Whenever you run a procedure, persistent or not, you can retrieve its procedure handle using the THIS-PROCEDURE system handle. This is useful when you want to access attributes or methods of the current procedure. There are some examples of this later in the Useful procedure attributes and methods section.

In most cases, you use procedure handles and the THIS-PROCEDURE system handle when you run persistent procedures. However, keep in mind that every running procedure, whether it is persistent or not, has a procedure handle that is held in THIS-PROCEDURE. A non-persistent procedure can pass THIS-PROCEDURE as an INPUT parameter to anther procedure, and the subprocedure can use that value to access internal procedures and other elements of the parent procedure. This is definitely not the norm for programming with procedure handles, but you can use it as a way to pass procedures down through a call stack, as the following example shows.
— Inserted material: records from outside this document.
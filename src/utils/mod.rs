pub mod actions;
pub mod path_validator;
pub mod yaml;
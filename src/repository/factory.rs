use crate::error::Result;
use crate::repository::{GitHubClient, RemoteRepository, RepoCoordinates};
use std::sync::Arc;

pub struct RepositoryFactory;

impl RepositoryFactory {
    pub fn create_github(
        api_url: &str,
        token: &str,
        coordinates: RepoCoordinates,
    ) -> Result<Arc<dyn RemoteRepository>> {
        let client = GitHubClient::new(api_url, token, coordinates)?;
        Ok(Arc::new(client))
    }
}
This parent procedure passes its own procedure handle to another procedure as a parameter:
/* Procedure parentproc.p -- this runs another procedure and passes in its
  own procedure handle. */
RUN childproc.p (INPUT THIS-PROCEDURE).

PROCEDURE parentInternal:
  DEFINE INPUT PARAMETER cString AS CHARACTER NO-UNDO.
  MESSAGE "The child sent the parent " cString VIEW-AS ALERT-BOX.
END PROCEDURE.
The child procedure can then use the parent’s handle to run the internal procedure in the parent:
/* childproc.p -- called from parentproc.p, it turns around and uses
  the parent's procedure handle to run an internal procedure inside it. */
  DEFINE INPUT PARAMETER hParent AS HANDLE NO-UNDO.
  RUN parentInternal IN hParent (INPUT "this child message").
The result is the following message:

This technique has limited usefulness, because there is no way for the parent to access internal procedures or other elements of the child procedure it runs. Only the child can access the parent procedures’s information.